╭─ Records
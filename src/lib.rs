//! # `halo-visit` - Capability-Based Graph Traversal
//!
//! Graph traversal algorithms written once, against small capability traits,
//! and reusable over any graph representation that implements them.
//!
//! ## Key Features
//!
//! - **Capability traits**: algorithms ask only for what they use
//!   (`IntoNeighbors`, `Visitable`, `NodeIndexable`, ...)
//! - **Pull-based walkers**: `Bfs`, `Dfs`, `DfsPostOrder` and `Topo` hold
//!   their own state and borrow the graph per step, so the graph stays free
//!   between steps
//! - **Event-driven search**: `depth_first_search` reports discovery, edge
//!   classification and finish events with discovery/finish times, steered by
//!   a `Control` value returned from the visitor
//! - **Adaptors**: `Reversed`, `NodeFiltered` and `EdgeFiltered` compose
//!   without copying the graph
//! - **Reference graph**: `CsrGraph`, a compressed-sparse-row graph with its
//!   transpose, implementing every capability
//!
//! ## Architecture
//!
//! ### Layers
//!
//! 1. **`visit`**: capability traits, `VisitMap`/`VisitedBits` and the
//!    `Walker` abstraction
//! 2. **`traverse`**: the walkers and `depth_first_search`
//! 3. **`adaptors`**: views over another graph
//! 4. **`graph`**: concrete graphs
//!
//! ### Conventions
//!
//! - `edges_directed(a, Outgoing)` yields references with `source() == a`;
//!   `edges_directed(a, Incoming)` yields references with `target() == a`.
//!   Undirected graphs honor this too, reorienting edges as needed.
//! - A visit map may refuse an id (`visit` returns `false`) when the id is not
//!   part of the graph. Walkers only ever emit ids whose `visit` succeeded, so
//!   starting from an absent or filtered-out node emits nothing. `VisitedBits`
//!   and `KeyedVisitMap` refuse absent ids; a bare `HashSet` accepts any id,
//!   so graphs that use one as their map will emit an absent start.
//! - Traversal order among a node's neighbors is the order the graph reports
//!   them in.
//!
//! ## Features
//!
//! - `tracing`: emits `trace`-level events from the walkers and the search
//!
//! ## Example
//!
//! ```rust
//! use halo_visit::graph::CsrGraph;
//! use halo_visit::traverse::{depth_first_search, Bfs, Control, DfsEvent, Topo};
//! use halo_visit::visit::Walker;
//!
//! // A -> B, A -> C, B -> D, C -> D
//! let g = CsrGraph::from_adjacency(&[vec![1, 2], vec![3], vec![3], vec![]]);
//!
//! let bfs: Vec<_> = Bfs::new(&g, 0).iter(&g).collect();
//! assert_eq!(bfs, vec![0, 1, 2, 3]);
//!
//! let order: Vec<_> = Topo::new(&g).iter(&g).collect();
//! assert_eq!(order, vec![0, 1, 2, 3]);
//!
//! // Stop as soon as D is discovered.
//! let found = depth_first_search(&g, Some(0), |event| match event {
//!     DfsEvent::Discover(3, t) => Control::Break(t),
//!     _ => Control::Continue,
//! });
//! assert!(found.break_value().is_some());
//! ```

#![warn(missing_docs, clippy::all, clippy::pedantic)]
#![allow(clippy::module_name_repetitions)]
#![allow(clippy::must_use_candidate)]

mod macros;

pub mod adaptors;
pub mod direction;
pub mod graph;
pub mod traverse;
pub mod visit;

pub use adaptors::{EdgeFiltered, NodeFiltered, Reversed};
pub use direction::{Directed, Direction, EdgeType, Incoming, Outgoing, Undirected};
pub use graph::CsrGraph;
pub use traverse::{depth_first_search, Bfs, Control, ControlFlow, Dfs, DfsEvent, DfsPostOrder, Time, Topo};
pub use visit::{KeyedVisitMap, VisitMap, VisitedBits, Walker};

// Compile-time assertions for the small value types handed to visitors.
const _: () = {
    use core::mem;

    assert!(mem::size_of::<Time>() == mem::size_of::<usize>());
    assert!(mem::size_of::<Control<()>>() == 1);
    assert!(mem::size_of::<DfsEvent<u32>>() <= 3 * mem::size_of::<usize>());
};
//! Concrete graph representations implementing the capability traits.
//!
//! - `csr`: an immutable compressed-sparse-row graph with its transpose

pub mod csr;

pub use csr::CsrGraph;
//! Internal logging macro.
//!
//! Expands to `tracing::trace!` with the `tracing` feature and to nothing
//! without it, so the hot paths carry no logging cost by default.

macro_rules! trace_event {
    ($($arg:tt)*) => {
        #[cfg(feature = "tracing")]
        {
            tracing::trace!($($arg)*);
        }
    };
}

pub(crate) use trace_event;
╰─
Every line of the listing should be printed again exactly.

Task output>
filename src/lib.rs
//! # `halo-visit` - Capability-Based Graph Traversal
//!
//! Graph traversal algorithms written once, against small capability traits,
//! and reusable over any graph representation that implements them.
//!
//! ## Key Features
//!
//! - **Capability traits**: algorithms ask only for what they use
//!   (`IntoNeighbors`, `Visitable`, `NodeIndexable`, ...)
//! - **Pull-based walkers**: `Bfs`, `Dfs`, `DfsPostOrder` and `Topo` hold
//!   their own state and borrow the graph per step, so the graph stays free
//!   between steps
//! - **Event-driven search**: `depth_first_search` reports discovery, edge
//!   classification and finish events with discovery/finish times, steered by
//!   a `Control` value returned from the visitor
//! - **Adaptors**: `Reversed`, `NodeFiltered` and `EdgeFiltered` compose
//!   without copying the graph
//! - **Reference graph**: `CsrGraph`, a compressed-sparse-row graph with its
//!   transpose, implementing every capability
//!
//! ## Architecture
//!
//! ### Layers
//!
//! 1. **`visit`**: capability traits, `VisitMap`/`VisitedBits` and the
//!    `Walker` abstraction
//! 2. **`traverse`**: the walkers and `depth_first_search`
//! 3. **`adaptors`**: views over another graph
//! 4. **`graph`**: concrete graphs
//!
//! ### Conventions
//!
//! - `edges_directed(a, Outgoing)` yields references with `source() == a`;
//!   `edges_directed(a, Incoming)` yields references with `target() == a`.
//!   Undirected graphs honor this too, reorienting edges as needed.
//! - A visit map may refuse an id (`visit` returns `false`) when the id is not
//!   part of the graph. Walkers only ever emit ids whose `visit` succeeded, so
//!   starting from an absent or filtered-out node emits nothing. `VisitedBits`
//!   and `KeyedVisitMap` refuse absent ids; a bare `HashSet` accepts any id,
//!   so graphs that use one as their map will emit an absent start.
//! - Traversal order among a node's neighbors is the order the graph reports
//!   them in.
//!
//! ## Features
//!
//! - `tracing`: emits `trace`-level events from the walkers and the search
//!
//! ## Example
//!
//! ```rust
//! use halo_visit::graph::CsrGraph;
//! use halo_visit::traverse::{depth_first_search, Bfs, Control, DfsEvent, Topo};
//! use halo_visit::visit::Walker;
//!
//! // A -> B, A -> C, B -> D, C -> D
//! let g = CsrGraph::from_adjacency(&[vec![1, 2], vec![3], vec![3], vec![]]);
//!
//! let bfs: Vec<_> = Bfs::new(&g, 0).iter(&g).collect();
//! assert_eq!(bfs, vec![0, 1, 2, 3]);
//!
//! let order: Vec<_> = Topo::new(&g).iter(&g).collect();
//! assert_eq!(order, vec![0, 1, 2, 3]);
//!
//! // Stop as soon as D is discovered.
//! let found = depth_first_search(&g, Some(0), |event| match event {
//!     DfsEvent::Discover(3, t) => Control::Break(t),
//!     _ => Control::Continue,
//! });
//! assert!(found.break_value().is_some());
//! ```

#![warn(missing_docs, clippy::all, clippy::pedantic)]
#![allow(clippy::module_name_repetitions)]
#![allow(clippy::must_use_candidate)]

mod macros;

pub mod adaptors;
pub mod direction;
pub mod graph;
pub mod traverse;
pub mod visit;

pub use adaptors::{EdgeFiltered, NodeFiltered, Reversed};
pub use direction::{Directed, Direction, EdgeType, Incoming, Outgoing, Undirected};
pub use graph::CsrGraph;
pub use traverse::{depth_first_search, Bfs, Control, ControlFlow, Dfs, DfsEvent, DfsPostOrder, Time, Topo};
pub use visit::{KeyedVisitMap, VisitMap, VisitedBits, Walker};

// Compile-time assertions for the small value types handed to visitors.
const _: () = {
    use core::mem;

    assert!(mem::size_of::<Time>() == mem::size_of::<usize>());
    assert!(mem::size_of::<Control<()>>() == 1);
    assert!(mem::size_of::<DfsEvent<u32>>() <= 3 * mem::size_of::<usize>());
};
//! Concrete graph representations implementing the capability traits.
//!
//! - `csr`: an immutable compressed-sparse-row graph with its transpose

pub mod csr;

pub use csr::CsrGraph;
//! Internal logging macro.
//!
//! Expands to `tracing::trace!` with the `tracing` feature and to nothing
//! without it, so the hot paths carry no logging cost by default.

macro_rules! trace_event {
    ($($arg:tt)*) => {
        #[cfg(feature = "tracing")]
        {
            tracing::trace!($($arg)*);
        }
    };
}

pub(crate) use trace_event;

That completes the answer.